From the entries that follow, extract each line holding the string "cancelledAmount".

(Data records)
+-------+
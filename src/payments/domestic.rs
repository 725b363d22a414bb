use base64::{Engine, engine::general_purpose::STANDARD};
use hmac::{Hmac, Mac};
use serde::Deserialize;
use sha2::Sha256;
use subtle::ConstantTimeEq;

use super::{AdapterError, PaymentProvider, RawAmount, RawTimestamp, malformed, require};
use crate::models::{
    CancellationEvent, ChargeType, NormalizedEvent, ObservedStatus, PaymentEvent, PaymentKind,
    ProviderEvent, RefundEvent,
};

type HmacSha256 = Hmac<Sha256>;

pub const DOMESTIC_STATUS_TABLE: &[(&str, ObservedStatus)] = &[
    ("PAID", ObservedStatus::Succeeded),
    ("SUCCESS", ObservedStatus::Succeeded),
    ("COMPLETED", ObservedStatus::Succeeded),
    ("FAILED", ObservedStatus::Failed),
    ("CANCELED", ObservedStatus::Failed),
    ("CANCELLED", ObservedStatus::Failed),
];

/// Maximum age of a signed delivery, in seconds.
pub const SIGNATURE_TOLERANCE_SECS: i64 = 300;

/// PortOne-shaped webhook envelope.
#[derive(Debug, Deserialize)]
pub struct DomesticWebhookEvent {
    #[serde(rename = "type")]
    pub event_type: Option<String>,
    pub timestamp: Option<RawTimestamp>,
    pub data: Option<DomesticEventData>,
}

#[derive(Debug, Deserialize)]
#[serde(rename_all = "camelCase")]
pub struct DomesticEventData {
    pub payment_id: Option<String>,
    pub transaction_id: Option<String>,
    pub status: Option<String>,
    pub amount: Option<DomesticAmount>,
    pub currency: Option<String>,
    pub customer: Option<DomesticCustomer>,
    pub custom_data: Option<DomesticCustomData>,
    pub billing_key: Option<String>,
    /// Present when the charge was fired by a payment schedule (a renewal).
    pub schedule_id: Option<String>,
    /// Set on `Transaction.Cancelled` and `Transaction.PartialCancelled`.
    pub cancellation_id: Option<String>,
    pub cancelled_amount: Option<RawAmount>,
}

#[derive(Debug, Deserialize)]
pub struct DomesticAmount {
    pub total: Option<RawAmount>,
}

#[derive(Debug, Deserialize)]
pub struct DomesticCustomer {
    pub id: Option<String>,
}

#[derive(Debug, Deserialize)]
#[serde(rename_all = "camelCase")]
pub struct DomesticCustomData {
    pub item_id: Option<String>,
    pub kind: Option<PaymentKind>,
}

pub fn normalize(raw_payload: &[u8]) -> Result<NormalizedEvent, AdapterError> {
    let provider = PaymentProvider::Domestic;
    let event: DomesticWebhookEvent = serde_json::from_slice(raw_payload).map_err(malformed)?;
    let event_type = require(&event.event_type, "type")?.to_string();

    let is_cancellation = event_type == "BillingKey.Deleted";
    let Some(native_status) = event_type.strip_prefix("Transaction.").map(str::to_string) else {
        if !is_cancellation {
            return Ok(NormalizedEvent::Ignored { event_type });
        }
        return normalize_cancellation(&event);
    };
    if matches!(native_status.as_str(), "Cancelled" | "PartialCancelled") {
        return normalize_refund(&event);
    }

    let data = event
        .data
        .as_ref()
        .ok_or_else(|| AdapterError::MalformedPayload("missing data".into()))?;
    let timestamp = event
        .timestamp
        .as_ref()
        .ok_or_else(|| AdapterError::MalformedPayload("missing timestamp".into()))?
        .parse("timestamp")?;

    // The explicit status wins; the type suffix (Paid, Failed, ...) is the fallback.
    let observed_status = match data.status.as_deref() {
        Some(status) => provider.map_status(status)?,
        None => provider.map_status(&native_status)?,
    };

    let payment_id = require(&data.payment_id, "data.paymentId")?;
    let transaction_id = data
        .transaction_id
        .as_deref()
        .map(str::trim)
        .filter(|t| !t.is_empty())
        .unwrap_or(payment_id)
        .to_string();

    let customer_id = data
        .customer
        .as_ref()
        .and_then(|c| c.id.as_ref())
        .ok_or_else(|| AdapterError::MalformedPayload("missing data.customer.id".into()))?;
    let custom = data
        .custom_data
        .as_ref()
        .ok_or_else(|| AdapterError::MalformedPayload("missing data.customData".into()))?;
    let item_id = require(&custom.item_id, "data.customData.itemId")?;

    let amount = data
        .amount
        .as_ref()
        .and_then(|a| a.total.as_ref())
        .ok_or_else(|| AdapterError::MalformedPayload("missing data.amount.total".into()))?
        .parse("data.amount.total")?;
    let currency = provider.checked_currency(data.currency.as_deref().unwrap_or("KRW"))?;

    let charge = if data.schedule_id.is_some() {
        ChargeType::Renewal
    } else {
        ChargeType::Initial
    };
    let kind = custom.kind.unwrap_or(
        if data.billing_key.is_some() || charge == ChargeType::Renewal {
            PaymentKind::Subscription
        } else {
            PaymentKind::OneTimePurchase
        },
    );

    Ok(NormalizedEvent::Event(ProviderEvent::Payment(PaymentEvent {
        provider,
        provider_transaction_id: transaction_id,
        user_id: customer_id.trim().to_string(),
        amount,
        currency,
        kind,
        plan_or_item_id: item_id.to_string(),
        observed_status,
        charge,
        provider_timestamp: timestamp,
    })))
}

fn normalize_cancellation(event: &DomesticWebhookEvent) -> Result<NormalizedEvent, AdapterError> {
    let data = event
        .data
        .as_ref()
        .ok_or_else(|| AdapterError::MalformedPayload("missing data".into()))?;
    let billing_key = require(&data.billing_key, "data.billingKey")?;
    let timestamp = event
        .timestamp
        .as_ref()
        .ok_or_else(|| AdapterError::MalformedPayload("missing timestamp".into()))?
        .parse("timestamp")?;
    let customer_id = data
        .customer
        .as_ref()
        .and_then(|c| c.id.as_ref())
        .ok_or_else(|| AdapterError::MalformedPayload("missing data.customer.id".into()))?;
    let item_id = data
        .custom_data
        .as_ref()
        .and_then(|c| c.item_id.as_ref())
        .ok_or_else(|| AdapterError::MalformedPayload("missing data.customData.itemId".into()))?;

    Ok(NormalizedEvent::Event(ProviderEvent::Cancellation(
        CancellationEvent {
            provider: PaymentProvider::Domestic,
            // A billing key is deleted once, so key plus time identifies the delivery.
            provider_event_id: format!("billing-key-deleted:{}:{}", billing_key, timestamp),
            user_id: customer_id.trim().to_string(),
            plan_or_item_id: item_id.trim().to_string(),
            provider_timestamp: timestamp,
        },
    )))
}

/// A cancelled transaction is money going back to the payer.
fn normalize_refund(event: &DomesticWebhookEvent) -> Result<NormalizedEvent, AdapterError> {
    let provider = PaymentProvider::Domestic;
    let data = event
        .data
        .as_ref()
        .ok_or_else(|| AdapterError::MalformedPayload("missing data".into()))?;
    let timestamp = event
        .timestamp
        .as_ref()
        .ok_or_else(|| AdapterError::MalformedPayload("missing timestamp".into()))?
        .parse("timestamp")?;

    let payment_id = require(&data.payment_id, "data.paymentId")?;
    let original = data
        .transaction_id
        .as_deref()
        .map(str::trim)
        .filter(|t| !t.is_empty())
        .unwrap_or(payment_id)
        .to_string();
    // Keyed apart from the charge so it is never deduplicated against it.
    let provider_event_id = match data.cancellation_id.as_deref().map(str::trim) {
        Some(id) if !id.is_empty() => format!("cancel:{}", id),
        _ => format!("cancel:{}:{}", original, timestamp),
    };

    let customer_id = data
        .customer
        .as_ref()
        .and_then(|c| c.id.as_ref())
        .ok_or_else(|| AdapterError::MalformedPayload("missing data.customer.id".into()))?;
    let item_id = data
        .custom_data
        .as_ref()
        .and_then(|c| c.item_id.as_ref())
        .ok_or_else(|| AdapterError::MalformedPayload("missing data.customData.itemId".into()))?;

    let amount = match data.cancelled_amount.as_ref() {
        Some(cancelled) => cancelled.parse("data.cancelledAmount")?,
        None => data
            .amount
            .as_ref()
            .and_then(|a| a.total.as_ref())
            .ok_or_else(|| AdapterError::MalformedPayload("missing data.cancelledAmount".into()))?
            .parse("data.amount.total")?,
    };
    let currency = provider.checked_currency(data.currency.as_deref().unwrap_or("KRW"))?;

    Ok(NormalizedEvent::Event(ProviderEvent::Refund(RefundEvent {
        provider,
        provider_event_id,
        original_transaction_id: original,
        user_id: customer_id.trim().to_string(),
        plan_or_item_id: item_id.trim().to_string(),
        amount,
        currency,
        provider_timestamp: timestamp,
    })))
}

/// Verifies a Standard Webhooks signature as sent by PortOne.
///
/// The signed content is `{webhook-id}.{webhook-timestamp}.{body}`; the header holds
/// one or more space-separated `v1,<base64>` entries. A `whsec_` prefix on the secret
/// is stripped and the remainder is used as the raw key.
pub fn verify_standard_signature(
    secret: &str,
    message_id: &str,
    timestamp: &str,
    payload: &[u8],
    signature_header: &str,
    now: i64,
) -> bool {
    let Ok(sent_at) = timestamp.trim().parse::<i64>() else {
        return false;
    };
    if (now - sent_at).abs() > SIGNATURE_TOLERANCE_SECS {
        return false;
    }

    let key = secret.strip_prefix("whsec_").unwrap_or(secret);
    let Ok(mut mac) = HmacSha256::new_from_slice(key.as_bytes()) else {
        return false;
    };
    mac.update(message_id.as_bytes());
    mac.update(b".");
    mac.update(timestamp.trim().as_bytes());
    mac.update(b".");
    mac.update(payload);
    let expected = STANDARD.encode(mac.finalize().into_bytes());
    let expected_bytes = expected.as_bytes();

    signature_header
        .split_whitespace()
        .filter_map(|entry| entry.strip_prefix("v1,"))
        .any(|candidate| {
            let candidate = candidate.as_bytes();
            candidate.len() == expected_bytes.len() && bool::from(candidate.ct_eq(expected_bytes))
        })
}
+-------+
* Solution to this exercise:
        Some(cancelled) => cancelled.parse("data.cancelledAmount")?,
            .ok_or_else(|| AdapterError::MalformedPayload("missing data.cancelledAmount".into()))?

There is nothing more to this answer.